___ Exercise material

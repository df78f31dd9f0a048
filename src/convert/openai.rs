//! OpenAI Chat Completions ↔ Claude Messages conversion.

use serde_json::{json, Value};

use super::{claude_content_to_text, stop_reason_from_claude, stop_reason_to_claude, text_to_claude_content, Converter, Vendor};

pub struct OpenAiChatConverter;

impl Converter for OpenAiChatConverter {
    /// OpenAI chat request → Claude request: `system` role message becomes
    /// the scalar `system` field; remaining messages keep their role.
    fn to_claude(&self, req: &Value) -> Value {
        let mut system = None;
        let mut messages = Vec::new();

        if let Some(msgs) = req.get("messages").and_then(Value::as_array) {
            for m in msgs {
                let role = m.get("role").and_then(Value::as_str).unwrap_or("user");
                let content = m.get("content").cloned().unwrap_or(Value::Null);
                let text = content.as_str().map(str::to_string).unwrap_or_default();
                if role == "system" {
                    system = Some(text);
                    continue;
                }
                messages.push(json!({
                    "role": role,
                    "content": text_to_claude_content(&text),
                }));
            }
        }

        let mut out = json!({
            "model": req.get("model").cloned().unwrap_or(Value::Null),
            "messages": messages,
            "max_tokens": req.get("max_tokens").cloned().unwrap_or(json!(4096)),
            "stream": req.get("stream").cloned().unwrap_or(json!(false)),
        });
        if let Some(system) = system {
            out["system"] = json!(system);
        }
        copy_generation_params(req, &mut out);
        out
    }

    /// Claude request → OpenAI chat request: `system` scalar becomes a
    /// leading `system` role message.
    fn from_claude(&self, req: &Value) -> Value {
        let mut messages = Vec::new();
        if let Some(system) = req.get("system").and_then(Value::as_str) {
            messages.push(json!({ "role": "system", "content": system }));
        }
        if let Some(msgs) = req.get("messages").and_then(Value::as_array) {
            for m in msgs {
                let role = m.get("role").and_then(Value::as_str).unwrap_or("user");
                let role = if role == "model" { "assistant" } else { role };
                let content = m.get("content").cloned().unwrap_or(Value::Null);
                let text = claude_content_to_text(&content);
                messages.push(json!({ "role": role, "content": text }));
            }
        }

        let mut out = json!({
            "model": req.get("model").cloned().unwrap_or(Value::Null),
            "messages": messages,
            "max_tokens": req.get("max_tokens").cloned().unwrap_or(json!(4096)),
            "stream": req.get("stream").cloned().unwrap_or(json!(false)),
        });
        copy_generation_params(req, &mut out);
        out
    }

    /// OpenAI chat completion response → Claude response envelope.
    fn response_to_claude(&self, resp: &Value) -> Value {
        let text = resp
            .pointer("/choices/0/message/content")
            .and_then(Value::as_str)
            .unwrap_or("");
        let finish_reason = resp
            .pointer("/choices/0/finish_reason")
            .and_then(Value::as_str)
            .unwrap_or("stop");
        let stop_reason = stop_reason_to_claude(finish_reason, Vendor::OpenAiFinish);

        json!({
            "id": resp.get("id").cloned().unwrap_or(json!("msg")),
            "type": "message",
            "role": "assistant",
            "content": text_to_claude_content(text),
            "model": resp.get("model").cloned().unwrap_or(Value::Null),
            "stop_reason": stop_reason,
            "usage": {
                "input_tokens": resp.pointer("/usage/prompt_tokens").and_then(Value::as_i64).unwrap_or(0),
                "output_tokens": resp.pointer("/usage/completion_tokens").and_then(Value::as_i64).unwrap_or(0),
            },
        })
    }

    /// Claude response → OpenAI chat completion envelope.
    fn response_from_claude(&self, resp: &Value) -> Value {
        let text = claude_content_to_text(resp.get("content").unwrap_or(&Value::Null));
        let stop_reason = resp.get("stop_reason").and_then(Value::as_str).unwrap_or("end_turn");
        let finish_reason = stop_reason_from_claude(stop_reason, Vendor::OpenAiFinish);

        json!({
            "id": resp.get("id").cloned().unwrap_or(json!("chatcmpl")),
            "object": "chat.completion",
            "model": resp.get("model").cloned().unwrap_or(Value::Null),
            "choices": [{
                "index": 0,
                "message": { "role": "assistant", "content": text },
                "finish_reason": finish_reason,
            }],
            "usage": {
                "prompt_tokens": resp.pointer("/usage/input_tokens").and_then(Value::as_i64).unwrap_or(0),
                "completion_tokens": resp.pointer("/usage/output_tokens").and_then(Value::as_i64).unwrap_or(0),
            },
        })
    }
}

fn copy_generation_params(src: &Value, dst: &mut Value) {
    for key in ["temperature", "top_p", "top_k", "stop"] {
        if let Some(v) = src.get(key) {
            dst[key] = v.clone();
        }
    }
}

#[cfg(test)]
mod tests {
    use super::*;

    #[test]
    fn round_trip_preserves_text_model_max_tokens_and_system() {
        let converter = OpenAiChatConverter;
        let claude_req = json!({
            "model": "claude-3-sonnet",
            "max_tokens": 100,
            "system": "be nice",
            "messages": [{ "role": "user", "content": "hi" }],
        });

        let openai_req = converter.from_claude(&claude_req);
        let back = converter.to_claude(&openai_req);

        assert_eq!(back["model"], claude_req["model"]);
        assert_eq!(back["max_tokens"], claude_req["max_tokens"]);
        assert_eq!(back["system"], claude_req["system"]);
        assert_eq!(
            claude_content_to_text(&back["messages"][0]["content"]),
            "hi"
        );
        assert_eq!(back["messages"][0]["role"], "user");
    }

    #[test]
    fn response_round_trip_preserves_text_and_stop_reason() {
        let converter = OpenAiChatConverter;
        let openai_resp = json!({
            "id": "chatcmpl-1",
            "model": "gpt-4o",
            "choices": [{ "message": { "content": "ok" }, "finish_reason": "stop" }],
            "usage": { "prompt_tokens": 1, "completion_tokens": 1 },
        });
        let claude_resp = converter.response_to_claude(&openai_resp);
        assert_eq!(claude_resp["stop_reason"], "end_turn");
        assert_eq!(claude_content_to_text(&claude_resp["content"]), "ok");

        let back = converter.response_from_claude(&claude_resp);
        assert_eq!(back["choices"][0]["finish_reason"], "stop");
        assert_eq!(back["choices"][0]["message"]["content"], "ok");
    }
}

______

**Task item**
Each line of the listing needs to be transcribed exactly.

**Written reply**
repository df78f31dd9f0a048
filename src/convert/openai.rs
//! OpenAI Chat Completions ↔ Claude Messages conversion.

use serde_json::{json, Value};

use super::{claude_content_to_text, stop_reason_from_claude, stop_reason_to_claude, text_to_claude_content, Converter, Vendor};

pub struct OpenAiChatConverter;

impl Converter for OpenAiChatConverter {
    /// OpenAI chat request → Claude request: `system` role message becomes
    /// the scalar `system` field; remaining messages keep their role.
    fn to_claude(&self, req: &Value) -> Value {
        let mut system = None;
        let mut messages = Vec::new();

        if let Some(msgs) = req.get("messages").and_then(Value::as_array) {
            for m in msgs {
                let role = m.get("role").and_then(Value::as_str).unwrap_or("user");
                let content = m.get("content").cloned().unwrap_or(Value::Null);
                let text = content.as_str().map(str::to_string).unwrap_or_default();
                if role == "system" {
                    system = Some(text);
                    continue;
                }
                messages.push(json!({
                    "role": role,
                    "content": text_to_claude_content(&text),
                }));
            }
        }

        let mut out = json!({
            "model": req.get("model").cloned().unwrap_or(Value::Null),
            "messages": messages,
            "max_tokens": req.get("max_tokens").cloned().unwrap_or(json!(4096)),
            "stream": req.get("stream").cloned().unwrap_or(json!(false)),
        });
        if let Some(system) = system {
            out["system"] = json!(system);
        }
        copy_generation_params(req, &mut out);
        out
    }

    /// Claude request → OpenAI chat request: `system` scalar becomes a
    /// leading `system` role message.
    fn from_claude(&self, req: &Value) -> Value {
        let mut messages = Vec::new();
        if let Some(system) = req.get("system").and_then(Value::as_str) {
            messages.push(json!({ "role": "system", "content": system }));
        }
        if let Some(msgs) = req.get("messages").and_then(Value::as_array) {
            for m in msgs {
                let role = m.get("role").and_then(Value::as_str).unwrap_or("user");
                let role = if role == "model" { "assistant" } else { role };
                let content = m.get("content").cloned().unwrap_or(Value::Null);
                let text = claude_content_to_text(&content);
                messages.push(json!({ "role": role, "content": text }));
            }
        }

        let mut out = json!({
            "model": req.get("model").cloned().unwrap_or(Value::Null),
            "messages": messages,
            "max_tokens": req.get("max_tokens").cloned().unwrap_or(json!(4096)),
            "stream": req.get("stream").cloned().unwrap_or(json!(false)),
        });
        copy_generation_params(req, &mut out);
        out
    }

    /// OpenAI chat completion response → Claude response envelope.
    fn response_to_claude(&self, resp: &Value) -> Value {
        let text = resp
            .pointer("/choices/0/message/content")
            .and_then(Value::as_str)
            .unwrap_or("");
        let finish_reason = resp
            .pointer("/choices/0/finish_reason")
            .and_then(Value::as_str)
            .unwrap_or("stop");
        let stop_reason = stop_reason_to_claude(finish_reason, Vendor::OpenAiFinish);

        json!({
            "id": resp.get("id").cloned().unwrap_or(json!("msg")),
            "type": "message",
            "role": "assistant",
            "content": text_to_claude_content(text),
            "model": resp.get("model").cloned().unwrap_or(Value::Null),
            "stop_reason": stop_reason,
            "usage": {
                "input_tokens": resp.pointer("/usage/prompt_tokens").and_then(Value::as_i64).unwrap_or(0),
                "output_tokens": resp.pointer("/usage/completion_tokens").and_then(Value::as_i64).unwrap_or(0),
            },
        })
    }

    /// Claude response → OpenAI chat completion envelope.
    fn response_from_claude(&self, resp: &Value) -> Value {
        let text = claude_content_to_text(resp.get("content").unwrap_or(&Value::Null));
        let stop_reason = resp.get("stop_reason").and_then(Value::as_str).unwrap_or("end_turn");
        let finish_reason = stop_reason_from_claude(stop_reason, Vendor::OpenAiFinish);

        json!({
            "id": resp.get("id").cloned().unwrap_or(json!("chatcmpl")),
            "object": "chat.completion",
            "model": resp.get("model").cloned().unwrap_or(Value::Null),
            "choices": [{
                "index": 0,
                "message": { "role": "assistant", "content": text },
                "finish_reason": finish_reason,
            }],
            "usage": {
                "prompt_tokens": resp.pointer("/usage/input_tokens").and_then(Value::as_i64).unwrap_or(0),
                "completion_tokens": resp.pointer("/usage/output_tokens").and_then(Value::as_i64).unwrap_or(0),
            },
        })
    }
}

fn copy_generation_params(src: &Value, dst: &mut Value) {
    for key in ["temperature", "top_p", "top_k", "stop"] {
        if let Some(v) = src.get(key) {
            dst[key] = v.clone();
        }
    }
}

#[cfg(test)]
mod tests {
    use super::*;

    #[test]
    fn round_trip_preserves_text_model_max_tokens_and_system() {
        let converter = OpenAiChatConverter;
        let claude_req = json!({
            "model": "claude-3-sonnet",
            "max_tokens": 100,
            "system": "be nice",
            "messages": [{ "role": "user", "content": "hi" }],
        });

        let openai_req = converter.from_claude(&claude_req);
        let back = converter.to_claude(&openai_req);

        assert_eq!(back["model"], claude_req["model"]);
        assert_eq!(back["max_tokens"], claude_req["max_tokens"]);
        assert_eq!(back["system"], claude_req["system"]);
        assert_eq!(
            claude_content_to_text(&back["messages"][0]["content"]),
            "hi"
        );
        assert_eq!(back["messages"][0]["role"], "user");
    }

    #[test]
    fn response_round_trip_preserves_text_and_stop_reason() {
        let converter = OpenAiChatConverter;
        let openai_resp = json!({
            "id": "chatcmpl-1",
            "model": "gpt-4o",
            "choices": [{ "message": { "content": "ok" }, "finish_reason": "stop" }],
            "usage": { "prompt_tokens": 1, "completion_tokens": 1 },
        });
        let claude_resp = converter.response_to_claude(&openai_resp);
        assert_eq!(claude_resp["stop_reason"], "end_turn");
        assert_eq!(claude_content_to_text(&claude_resp["content"]), "ok");

        let back = converter.response_from_claude(&claude_resp);
        assert_eq!(back["choices"][0]["finish_reason"], "stop");
        assert_eq!(back["choices"][0]["message"]["content"], "ok");
    }
}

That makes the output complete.